Pathology has the chance to apply radiology’s lessons from day one. This requires three things: the viewer and workflow must be designed as one environment, the metrics must capture both operational and human signals, and AI must be integrated into the workflow rather than layered on top of it.

Techcyte Fusion® was built with these three principles at its core. Case assembly is where it begins. Fusion goes further by integrating deeply with both the LIS and the EHR, so clinical context, prior cases, and concurrent cases are in the same environment the pathologist is already working in, alongside synoptic reporting, ancillary test results, and consults with subspecialists. The viewer is a workflow surface, not a display.

AI is integrated in the same way. Rather than sitting as a separate tool the pathologist has to open, check, and reconcile, AI runs within the workflow itself, aligned to how cases progress through the lab and surfacing results where and when the pathologist is already focused. Operational and usability metrics are core features, not add-ons. None of that makes digital transformation automatic, but it does create the conditions to scale both performance and the people delivering it.

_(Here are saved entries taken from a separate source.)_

//! Venue and artist detail views with the past/upcoming show split

use chrono::{DateTime, Utc};
use serde::Serialize;
use sqlx::{FromRow, SqlitePool};

use crate::db::artists::fetch_artist;
use crate::db::venues::fetch_venue;
use crate::db::{Artist, Venue};
use crate::time::to_store_precision;
use crate::Result;

/// Anything with a start time that can be split around `now`
pub trait Scheduled {
    fn start_time(&self) -> DateTime<Utc>;
}

/// A show on a venue page: the artist playing it
#[derive(Debug, Clone, PartialEq, Serialize, FromRow)]
pub struct ArtistShow {
    pub artist_id: i64,
    pub artist_name: String,
    pub artist_image_link: Option<String>,
    pub start_time: DateTime<Utc>,
}

/// A show on an artist page: the venue hosting it
#[derive(Debug, Clone, PartialEq, Serialize, FromRow)]
pub struct VenueShow {
    pub venue_id: i64,
    pub venue_name: String,
    pub venue_image_link: Option<String>,
    pub start_time: DateTime<Utc>,
}

impl Scheduled for ArtistShow {
    fn start_time(&self) -> DateTime<Utc> {
        self.start_time
    }
}

impl Scheduled for VenueShow {
    fn start_time(&self) -> DateTime<Utc> {
        self.start_time
    }
}

/// Shows partitioned around one instant
///
/// A show starting exactly at `now` is past.
#[derive(Debug, Clone, PartialEq, Serialize)]
pub struct ShowSplit<T> {
    pub past_shows: Vec<T>,
    pub upcoming_shows: Vec<T>,
    pub past_shows_count: usize,
    pub upcoming_shows_count: usize,
}

impl<T: Scheduled> ShowSplit<T> {
    pub fn partition(shows: Vec<T>, now: DateTime<Utc>) -> Self {
        let (upcoming_shows, past_shows): (Vec<T>, Vec<T>) =
            shows.into_iter().partition(|show| show.start_time() > now);

        Self {
            past_shows_count: past_shows.len(),
            upcoming_shows_count: upcoming_shows.len(),
            past_shows,
            upcoming_shows,
        }
    }

    pub fn total(&self) -> usize {
        self.past_shows_count + self.upcoming_shows_count
    }
}

#[derive(Debug, Clone, PartialEq, Serialize)]
pub struct VenueDetail {
    #[serde(flatten)]
    pub venue: Venue,
    #[serde(flatten)]
    pub shows: ShowSplit<ArtistShow>,
}

#[derive(Debug, Clone, PartialEq, Serialize)]
pub struct ArtistDetail {
    #[serde(flatten)]
    pub artist: Artist,
    #[serde(flatten)]
    pub shows: ShowSplit<VenueShow>,
}

/// Venue page: the venue plus its shows joined with each artist
///
/// The venue and its shows are read in one transaction.
pub async fn venue_detail(pool: &SqlitePool, id: i64, now: DateTime<Utc>) -> Result<VenueDetail> {
    let now = to_store_precision(now);
    let mut tx = pool.begin().await?;

    let venue = fetch_venue(&mut tx, id).await?;

    let shows = sqlx::query_as::<_, ArtistShow>(
        r#"
        SELECT s.artist_id, a.name AS artist_name, a.image_link AS artist_image_link,
               s.start_time
        FROM shows s
        JOIN artists a ON a.id = s.artist_id
        WHERE s.venue_id = ?
        ORDER BY s.start_time, s.id
        "#,
    )
    .bind(id)
    .fetch_all(&mut *tx)
    .await?;

    tx.commit().await?;

    Ok(VenueDetail {
        venue,
        shows: ShowSplit::partition(shows, now),
    })
}

/// Artist page: the artist plus their shows joined with each venue
pub async fn artist_detail(pool: &SqlitePool, id: i64, now: DateTime<Utc>) -> Result<ArtistDetail> {
    let now = to_store_precision(now);
    let mut tx = pool.begin().await?;

    let artist = fetch_artist(&mut tx, id).await?;

    let shows = sqlx::query_as::<_, VenueShow>(
        r#"
        SELECT s.venue_id, v.name AS venue_name, v.image_link AS venue_image_link,
               s.start_time
        FROM shows s
        JOIN venues v ON v.id = s.venue_id
        WHERE s.artist_id = ?
        ORDER BY s.start_time, s.id
        "#,
    )
    .bind(id)
    .fetch_all(&mut *tx)
    .await?;

    tx.commit().await?;

    Ok(ArtistDetail {
        artist,
        shows: ShowSplit::partition(shows, now),
    })
}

Selecting a platform for digital pathology is ultimately a choice about what to scale, and an opportunity to build a future where efficiency, quality, and sustainability advance together.


Sources:

  1. GE HealthCare, “4 Ways Technology Can Help Reduce Radiologist Burnout” (2022)
  2. Spieler B, Baum N. “Burnout: A Mindful Framework for the Radiologist.” Current Problems in Diagnostic Radiology (2021)
  3. Chetlen AL et al. “Addressing Burnout in Radiologists.” Academic Radiology (2019)
  4. Alexander R, Waite S, Bruno MA et al. “Mandating Limits on Workload, Duty, and Speed in Radiology.” Radiology (2022)
  5. “The Burnout in Canadian Pathology Initiative.” Archives of Pathology & Laboratory Medicine (2023)
  6. Smith SM et al. “Burnout and Disengagement in Pathology.” Archives of Pathology & Laboratory Medicine (2023)
  7. “The American Society for Clinical Pathology’s Job Satisfaction, Well-Being, and Burnout Survey of Pathologists.” American Journal of Clinical Pathology (2020)
  8. “The value of workflow analysis in radiology.” Journal of Digital Imaging, Reiner BI, Siegel EL.
  9. “What the radiologist should know about artificial intelligence – an ESR white paper”, European Society of Radiology, Insights into Imaging, (2019)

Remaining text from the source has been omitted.